# WHAT TO PRODUCE:
Please copy every line from the records below that contains the string "caller".

========

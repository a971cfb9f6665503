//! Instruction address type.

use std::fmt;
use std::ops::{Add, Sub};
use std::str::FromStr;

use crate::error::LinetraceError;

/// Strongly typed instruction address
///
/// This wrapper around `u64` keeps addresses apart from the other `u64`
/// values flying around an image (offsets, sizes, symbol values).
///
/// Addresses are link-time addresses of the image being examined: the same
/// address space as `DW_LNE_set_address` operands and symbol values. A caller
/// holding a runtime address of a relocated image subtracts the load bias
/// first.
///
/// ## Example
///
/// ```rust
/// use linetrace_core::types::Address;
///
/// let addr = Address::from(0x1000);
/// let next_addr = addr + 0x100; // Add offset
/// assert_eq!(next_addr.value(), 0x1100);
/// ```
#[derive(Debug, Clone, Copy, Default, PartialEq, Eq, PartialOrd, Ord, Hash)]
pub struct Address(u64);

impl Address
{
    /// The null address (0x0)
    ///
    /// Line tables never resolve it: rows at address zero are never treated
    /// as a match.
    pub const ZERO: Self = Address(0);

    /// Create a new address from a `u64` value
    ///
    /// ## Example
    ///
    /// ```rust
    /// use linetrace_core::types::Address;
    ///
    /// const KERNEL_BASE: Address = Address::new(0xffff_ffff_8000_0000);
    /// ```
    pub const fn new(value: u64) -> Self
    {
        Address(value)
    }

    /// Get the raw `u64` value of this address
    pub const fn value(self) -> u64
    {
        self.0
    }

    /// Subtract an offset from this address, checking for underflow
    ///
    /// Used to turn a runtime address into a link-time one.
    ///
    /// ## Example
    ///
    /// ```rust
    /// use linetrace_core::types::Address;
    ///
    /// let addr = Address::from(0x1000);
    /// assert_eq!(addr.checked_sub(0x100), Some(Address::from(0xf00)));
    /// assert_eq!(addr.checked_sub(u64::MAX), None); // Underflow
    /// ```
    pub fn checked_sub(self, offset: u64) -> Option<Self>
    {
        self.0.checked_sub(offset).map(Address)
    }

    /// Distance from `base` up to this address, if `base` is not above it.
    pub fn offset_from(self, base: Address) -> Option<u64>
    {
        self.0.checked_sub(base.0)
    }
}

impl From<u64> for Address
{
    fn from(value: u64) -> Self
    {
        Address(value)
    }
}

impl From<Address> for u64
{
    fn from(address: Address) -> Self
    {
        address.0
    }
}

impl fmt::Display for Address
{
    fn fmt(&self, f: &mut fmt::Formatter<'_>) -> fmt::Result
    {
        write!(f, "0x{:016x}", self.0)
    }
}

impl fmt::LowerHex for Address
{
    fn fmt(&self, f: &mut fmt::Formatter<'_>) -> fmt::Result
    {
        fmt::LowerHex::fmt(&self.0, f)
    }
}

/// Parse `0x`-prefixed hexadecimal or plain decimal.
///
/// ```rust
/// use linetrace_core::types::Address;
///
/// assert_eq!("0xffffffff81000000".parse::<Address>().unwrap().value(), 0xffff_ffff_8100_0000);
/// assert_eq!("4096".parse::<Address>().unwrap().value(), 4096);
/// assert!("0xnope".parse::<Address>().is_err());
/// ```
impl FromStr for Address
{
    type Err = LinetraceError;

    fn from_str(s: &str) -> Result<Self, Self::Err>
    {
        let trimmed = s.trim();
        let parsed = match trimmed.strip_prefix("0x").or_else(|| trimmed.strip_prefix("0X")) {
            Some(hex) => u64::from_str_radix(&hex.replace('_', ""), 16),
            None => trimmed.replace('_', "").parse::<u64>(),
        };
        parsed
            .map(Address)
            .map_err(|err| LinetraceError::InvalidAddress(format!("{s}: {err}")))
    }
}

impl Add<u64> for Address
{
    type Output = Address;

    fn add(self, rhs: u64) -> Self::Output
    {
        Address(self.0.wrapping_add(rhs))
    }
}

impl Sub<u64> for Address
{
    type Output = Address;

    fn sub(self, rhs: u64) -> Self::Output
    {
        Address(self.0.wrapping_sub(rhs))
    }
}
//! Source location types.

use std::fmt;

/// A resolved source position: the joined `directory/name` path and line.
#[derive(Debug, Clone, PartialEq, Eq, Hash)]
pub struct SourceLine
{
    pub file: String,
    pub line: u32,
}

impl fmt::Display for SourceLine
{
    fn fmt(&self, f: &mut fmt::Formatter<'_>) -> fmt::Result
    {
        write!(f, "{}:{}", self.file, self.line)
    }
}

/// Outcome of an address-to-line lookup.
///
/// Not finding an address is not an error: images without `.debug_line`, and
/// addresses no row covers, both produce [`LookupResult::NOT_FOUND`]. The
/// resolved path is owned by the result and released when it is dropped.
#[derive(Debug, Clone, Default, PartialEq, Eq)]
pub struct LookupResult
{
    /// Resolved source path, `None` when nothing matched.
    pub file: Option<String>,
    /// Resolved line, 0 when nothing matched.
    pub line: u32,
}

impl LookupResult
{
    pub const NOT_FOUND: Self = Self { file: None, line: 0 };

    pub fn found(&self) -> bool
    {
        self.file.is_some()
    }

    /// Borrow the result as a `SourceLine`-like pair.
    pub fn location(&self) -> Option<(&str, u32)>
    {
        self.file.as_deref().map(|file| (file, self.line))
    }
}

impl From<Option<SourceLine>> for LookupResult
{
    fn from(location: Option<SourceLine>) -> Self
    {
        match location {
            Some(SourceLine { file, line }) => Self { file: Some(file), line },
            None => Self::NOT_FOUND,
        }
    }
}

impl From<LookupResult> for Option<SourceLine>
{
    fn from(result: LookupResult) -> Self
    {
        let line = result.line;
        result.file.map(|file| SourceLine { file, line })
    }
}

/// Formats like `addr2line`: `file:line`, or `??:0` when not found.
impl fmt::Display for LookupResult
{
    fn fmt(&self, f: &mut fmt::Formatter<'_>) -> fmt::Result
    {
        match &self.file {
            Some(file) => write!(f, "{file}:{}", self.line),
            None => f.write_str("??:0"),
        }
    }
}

========

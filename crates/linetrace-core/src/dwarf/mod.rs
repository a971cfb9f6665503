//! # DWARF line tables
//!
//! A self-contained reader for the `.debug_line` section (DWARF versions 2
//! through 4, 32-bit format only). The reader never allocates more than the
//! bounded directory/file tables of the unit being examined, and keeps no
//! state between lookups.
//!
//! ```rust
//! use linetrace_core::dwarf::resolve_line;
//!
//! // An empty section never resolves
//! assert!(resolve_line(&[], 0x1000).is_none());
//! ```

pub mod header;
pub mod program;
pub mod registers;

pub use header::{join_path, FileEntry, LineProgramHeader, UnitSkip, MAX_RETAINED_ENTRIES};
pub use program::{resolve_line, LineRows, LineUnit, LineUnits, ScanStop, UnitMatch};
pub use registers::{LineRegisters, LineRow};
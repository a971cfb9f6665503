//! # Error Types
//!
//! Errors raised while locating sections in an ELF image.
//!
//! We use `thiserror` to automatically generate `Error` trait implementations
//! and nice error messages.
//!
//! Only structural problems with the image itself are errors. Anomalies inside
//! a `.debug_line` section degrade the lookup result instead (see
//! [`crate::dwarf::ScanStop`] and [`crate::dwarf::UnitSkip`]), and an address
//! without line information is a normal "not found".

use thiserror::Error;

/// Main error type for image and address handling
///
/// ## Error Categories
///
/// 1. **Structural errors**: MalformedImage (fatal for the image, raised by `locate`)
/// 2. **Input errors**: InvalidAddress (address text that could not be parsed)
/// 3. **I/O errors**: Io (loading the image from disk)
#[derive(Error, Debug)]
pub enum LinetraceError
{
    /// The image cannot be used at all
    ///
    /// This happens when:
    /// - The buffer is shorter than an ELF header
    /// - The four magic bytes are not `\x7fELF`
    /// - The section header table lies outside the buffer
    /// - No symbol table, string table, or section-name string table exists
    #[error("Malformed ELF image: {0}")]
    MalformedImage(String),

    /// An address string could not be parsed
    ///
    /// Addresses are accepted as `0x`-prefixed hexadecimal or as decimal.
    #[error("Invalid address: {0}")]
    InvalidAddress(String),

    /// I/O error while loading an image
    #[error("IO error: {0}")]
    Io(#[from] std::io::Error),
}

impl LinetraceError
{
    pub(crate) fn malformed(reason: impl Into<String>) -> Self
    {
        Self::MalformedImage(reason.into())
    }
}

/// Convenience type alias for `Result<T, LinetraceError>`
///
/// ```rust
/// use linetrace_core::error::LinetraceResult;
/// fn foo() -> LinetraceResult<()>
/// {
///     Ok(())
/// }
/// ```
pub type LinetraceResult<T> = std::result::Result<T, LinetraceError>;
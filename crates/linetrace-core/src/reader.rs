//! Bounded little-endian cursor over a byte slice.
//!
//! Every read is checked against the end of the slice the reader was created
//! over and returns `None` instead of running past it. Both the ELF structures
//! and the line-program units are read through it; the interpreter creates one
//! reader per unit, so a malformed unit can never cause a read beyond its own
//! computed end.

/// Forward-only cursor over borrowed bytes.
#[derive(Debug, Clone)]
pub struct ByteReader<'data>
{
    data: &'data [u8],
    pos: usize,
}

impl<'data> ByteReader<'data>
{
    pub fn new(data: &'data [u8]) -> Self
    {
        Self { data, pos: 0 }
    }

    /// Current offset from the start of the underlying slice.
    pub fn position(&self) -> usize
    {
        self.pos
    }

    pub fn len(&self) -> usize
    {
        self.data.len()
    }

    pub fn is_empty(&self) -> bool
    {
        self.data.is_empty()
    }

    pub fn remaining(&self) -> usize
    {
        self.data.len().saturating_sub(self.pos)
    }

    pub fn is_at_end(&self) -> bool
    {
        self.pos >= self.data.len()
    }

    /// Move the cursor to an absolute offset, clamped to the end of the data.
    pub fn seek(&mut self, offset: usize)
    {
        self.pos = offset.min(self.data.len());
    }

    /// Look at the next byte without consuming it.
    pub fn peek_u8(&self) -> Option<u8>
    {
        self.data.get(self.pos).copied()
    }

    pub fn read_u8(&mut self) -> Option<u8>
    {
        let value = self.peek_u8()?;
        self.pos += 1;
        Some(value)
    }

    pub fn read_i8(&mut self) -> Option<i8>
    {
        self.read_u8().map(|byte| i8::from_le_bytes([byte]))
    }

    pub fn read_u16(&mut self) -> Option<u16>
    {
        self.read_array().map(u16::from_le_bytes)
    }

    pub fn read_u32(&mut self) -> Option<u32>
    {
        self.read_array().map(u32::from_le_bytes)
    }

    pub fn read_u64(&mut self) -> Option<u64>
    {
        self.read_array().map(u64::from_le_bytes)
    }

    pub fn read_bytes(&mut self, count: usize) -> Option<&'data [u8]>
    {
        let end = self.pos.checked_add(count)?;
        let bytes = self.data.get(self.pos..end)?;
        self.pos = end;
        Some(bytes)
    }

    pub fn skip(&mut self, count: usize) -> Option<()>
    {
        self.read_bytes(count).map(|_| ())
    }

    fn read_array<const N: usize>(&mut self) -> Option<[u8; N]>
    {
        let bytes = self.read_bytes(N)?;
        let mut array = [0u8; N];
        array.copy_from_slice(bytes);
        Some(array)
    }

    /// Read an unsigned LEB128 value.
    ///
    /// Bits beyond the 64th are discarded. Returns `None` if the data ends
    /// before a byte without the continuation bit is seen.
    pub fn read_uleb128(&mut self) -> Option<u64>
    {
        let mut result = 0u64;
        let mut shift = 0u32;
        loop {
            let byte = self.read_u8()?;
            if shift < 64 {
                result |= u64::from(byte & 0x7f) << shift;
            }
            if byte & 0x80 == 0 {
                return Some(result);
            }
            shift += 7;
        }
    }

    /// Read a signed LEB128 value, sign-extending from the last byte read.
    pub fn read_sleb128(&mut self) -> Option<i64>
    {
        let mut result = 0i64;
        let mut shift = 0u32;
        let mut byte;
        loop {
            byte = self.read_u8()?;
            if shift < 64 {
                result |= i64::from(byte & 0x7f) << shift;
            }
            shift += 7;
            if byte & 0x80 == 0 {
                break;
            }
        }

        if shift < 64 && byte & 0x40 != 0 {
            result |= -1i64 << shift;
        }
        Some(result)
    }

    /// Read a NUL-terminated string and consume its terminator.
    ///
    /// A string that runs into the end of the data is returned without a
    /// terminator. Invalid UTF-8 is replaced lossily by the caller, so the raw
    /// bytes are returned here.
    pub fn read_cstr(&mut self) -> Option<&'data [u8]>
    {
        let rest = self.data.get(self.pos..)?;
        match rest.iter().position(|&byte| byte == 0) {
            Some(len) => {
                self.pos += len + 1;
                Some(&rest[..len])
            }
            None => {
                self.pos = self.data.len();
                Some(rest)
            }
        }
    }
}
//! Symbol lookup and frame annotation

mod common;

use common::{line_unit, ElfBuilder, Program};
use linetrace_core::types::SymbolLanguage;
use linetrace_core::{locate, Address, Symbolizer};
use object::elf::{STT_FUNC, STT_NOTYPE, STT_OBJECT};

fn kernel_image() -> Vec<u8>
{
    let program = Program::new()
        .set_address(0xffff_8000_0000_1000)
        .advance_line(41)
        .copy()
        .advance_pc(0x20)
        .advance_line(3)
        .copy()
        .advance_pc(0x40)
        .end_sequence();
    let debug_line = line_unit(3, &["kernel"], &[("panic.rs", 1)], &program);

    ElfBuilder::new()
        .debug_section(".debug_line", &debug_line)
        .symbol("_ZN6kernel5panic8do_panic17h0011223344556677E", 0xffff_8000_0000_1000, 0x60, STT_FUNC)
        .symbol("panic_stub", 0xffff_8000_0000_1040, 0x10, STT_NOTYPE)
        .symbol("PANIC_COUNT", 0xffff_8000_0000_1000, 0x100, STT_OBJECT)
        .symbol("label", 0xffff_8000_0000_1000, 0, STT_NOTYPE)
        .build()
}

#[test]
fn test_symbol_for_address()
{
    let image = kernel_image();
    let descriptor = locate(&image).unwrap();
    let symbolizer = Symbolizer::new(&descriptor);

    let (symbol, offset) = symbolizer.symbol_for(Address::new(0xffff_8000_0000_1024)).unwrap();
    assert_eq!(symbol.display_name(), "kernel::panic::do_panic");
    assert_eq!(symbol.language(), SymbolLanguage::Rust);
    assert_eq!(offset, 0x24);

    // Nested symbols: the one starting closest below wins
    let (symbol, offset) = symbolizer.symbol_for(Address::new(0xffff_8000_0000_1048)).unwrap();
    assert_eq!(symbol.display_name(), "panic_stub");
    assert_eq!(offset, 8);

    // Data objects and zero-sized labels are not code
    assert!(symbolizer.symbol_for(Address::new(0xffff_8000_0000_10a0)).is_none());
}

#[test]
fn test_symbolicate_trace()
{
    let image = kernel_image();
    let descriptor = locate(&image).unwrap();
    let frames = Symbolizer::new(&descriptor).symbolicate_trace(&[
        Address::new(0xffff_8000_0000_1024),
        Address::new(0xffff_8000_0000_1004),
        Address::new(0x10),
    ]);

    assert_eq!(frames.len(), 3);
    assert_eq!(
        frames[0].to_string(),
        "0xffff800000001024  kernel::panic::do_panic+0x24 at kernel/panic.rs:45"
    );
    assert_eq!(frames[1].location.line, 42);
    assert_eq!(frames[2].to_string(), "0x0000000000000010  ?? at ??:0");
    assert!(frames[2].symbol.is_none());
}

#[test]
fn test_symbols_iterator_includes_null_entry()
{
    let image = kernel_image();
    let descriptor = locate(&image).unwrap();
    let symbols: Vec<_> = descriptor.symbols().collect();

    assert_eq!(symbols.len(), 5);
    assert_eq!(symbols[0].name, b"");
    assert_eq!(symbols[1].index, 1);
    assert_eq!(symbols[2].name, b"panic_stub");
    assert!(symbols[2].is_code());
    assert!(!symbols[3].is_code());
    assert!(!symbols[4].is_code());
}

========

# OUTPUT:
/// address space as `DW_LNE_set_address` operands and symbol values. A caller
    /// terminator. Invalid UTF-8 is replaced lossily by the caller, so the raw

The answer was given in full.